BEGIN

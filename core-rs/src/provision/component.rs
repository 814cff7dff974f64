/**
 * component.rs
 * Declarative third-party component descriptors
 *
 * A component says where its sources come from and which build system
 * drives it. The same executor handles every component:
 *
 *   fetch → patch → configure → build/install
 *
 * Driver command lines (prefix = install prefix, src = source dir):
 * - Autotools:   ./configure --prefix=<prefix> <args>; make -j<jobs> install
 * - Bootstrap:   sh <script>; then Autotools
 * - Meson:       meson setup build_meson --prefix=<prefix> <args>; ninja -C build_meson install
 * - MesonSystem: as Meson with --prefix=/usr
 * - Cmake:       cmake -S . -B build_cmake -DCMAKE_INSTALL_PREFIX=<prefix> -DCMAKE_BUILD_TYPE=RELEASE <args>;
 *                cmake --build build_cmake --target install -j<jobs>
 * - CargoC:      cargo cinstall -p <package> --release --prefix=<prefix> <args> (per package)
 */

use std::path::{Path, PathBuf};

use crate::provision::runner::ExternalCommand;

/// Source location
#[derive(Debug, Clone, PartialEq, Eq)]
pub enum Fetch {
    /// Release tarball
    Archive { url: String },
    /// Git repository, optional branch or tag
    Git { url: String, branch: Option<String> },
    /// Already unpacked source tree
    Local { path: PathBuf },
}

impl Fetch {
    pub fn archive(url: impl Into<String>) -> Self {
        Fetch::Archive { url: url.into() }
    }

    pub fn git(url: impl Into<String>) -> Self {
        Fetch::Git {
            url: url.into(),
            branch: None,
        }
    }

    pub fn git_branch(url: impl Into<String>, branch: impl Into<String>) -> Self {
        Fetch::Git {
            url: url.into(),
            branch: Some(branch.into()),
        }
    }

    /// Remote location, `None` for local trees
    pub fn url(&self) -> Option<&str> {
        match self {
            Fetch::Archive { url } | Fetch::Git { url, .. } => Some(url),
            Fetch::Local { .. } => None,
        }
    }
}

/// Build system driving a component
#[derive(Debug, Clone, PartialEq, Eq)]
pub enum BuildDriver {
    Autotools,
    /// Generates `configure` first (`bootstrap`, `autogen.sh`)
    Bootstrap { script: String },
    Meson,
    /// Meson installing into /usr regardless of prefix (VA-API stack)
    MesonSystem,
    Cmake,
    CargoC { packages: Vec<String> },
}

/// One buildable third-party component
#[derive(Debug, Clone, PartialEq, Eq)]
pub struct Component {
    pub name: String,
    pub fetch: Fetch,
    pub driver: BuildDriver,
    pub args: Vec<String>,
    /// Patch files applied with `patch -p1` before configuring
    pub patches: Vec<PathBuf>,
    pub enabled: bool,
}

impl Component {
    pub fn new(name: impl Into<String>, fetch: Fetch, driver: BuildDriver) -> Self {
        Self {
            name: name.into(),
            fetch,
            driver,
            args: Vec::new(),
            patches: Vec::new(),
            enabled: true,
        }
    }

    pub fn with_args<I, S>(mut self, args: I) -> Self
    where
        I: IntoIterator<Item = S>,
        S: Into<String>,
    {
        self.args.extend(args.into_iter().map(Into::into));
        self
    }

    pub fn with_patch(mut self, patch: impl Into<PathBuf>) -> Self {
        self.patches.push(patch.into());
        self
    }

    pub fn enabled(mut self, enabled: bool) -> Self {
        self.enabled = enabled;
        self
    }

    /// Commands building and installing the component from `src`
    pub fn build_commands(&self, src: &Path, prefix: &Path, jobs: usize) -> Vec<ExternalCommand> {
        let prefix_arg = |flag: &str, p: &Path| format!("{}{}", flag, p.display());
        let jobs_arg = format!("-j{}", jobs.max(1));

        match &self.driver {
            BuildDriver::Autotools => autotools(src, prefix, &self.args, &jobs_arg),
            BuildDriver::Bootstrap { script } => {
                let mut commands = vec![ExternalCommand::new("sh").arg(script.as_str()).current_dir(src)];
                commands.extend(autotools(src, prefix, &self.args, &jobs_arg));
                commands
            }
            BuildDriver::Meson | BuildDriver::MesonSystem => {
                let prefix = if self.driver == BuildDriver::MesonSystem {
                    Path::new("/usr")
                } else {
                    prefix
                };
                vec![
                    ExternalCommand::new("meson")
                        .args(["setup", "build_meson"])
                        .arg(prefix_arg("--prefix=", prefix))
                        .args(self.args.iter().cloned())
                        .current_dir(src),
                    ExternalCommand::new("ninja")
                        .args(["-C", "build_meson", "install"])
                        .current_dir(src),
                ]
            }
            BuildDriver::Cmake => vec![
                ExternalCommand::new("cmake")
                    .args(["-S", ".", "-B", "build_cmake"])
                    .arg(prefix_arg("-DCMAKE_INSTALL_PREFIX=", prefix))
                    .arg("-DCMAKE_BUILD_TYPE=RELEASE")
                    .args(self.args.iter().cloned())
                    .current_dir(src),
                ExternalCommand::new("cmake")
                    .args(["--build", "build_cmake", "--target", "install"])
                    .arg(jobs_arg)
                    .current_dir(src),
            ],
            BuildDriver::CargoC { packages } => packages
                .iter()
                .map(|package| {
                    ExternalCommand::new("cargo")
                        .args(["cinstall", "-p", package.as_str(), "--release"])
                        .arg(prefix_arg("--prefix=", prefix))
                        .args(self.args.iter().cloned())
                        .current_dir(src)
                })
                .collect(),
        }
    }
}

fn autotools(src: &Path, prefix: &Path, args: &[String], jobs_arg: &str) -> Vec<ExternalCommand> {
    vec![
        ExternalCommand::new("sh")
            .arg("configure")
            .arg(format!("--prefix={}", prefix.display()))
            .args(args.iter().cloned())
            .current_dir(src),
        ExternalCommand::new("make")
            .args([jobs_arg, "install"])
            .current_dir(src),
    ]
}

END

WHAT YOU SHOULD DO | From the entries, report every line in which the string "cinstall" occurs.

FINISHED EXERCISE |
 * - CargoC:      cargo cinstall -p <package> --release --prefix=<prefix> <args> (per package)
                        .args(["cinstall", "-p", package.as_str(), "--release"])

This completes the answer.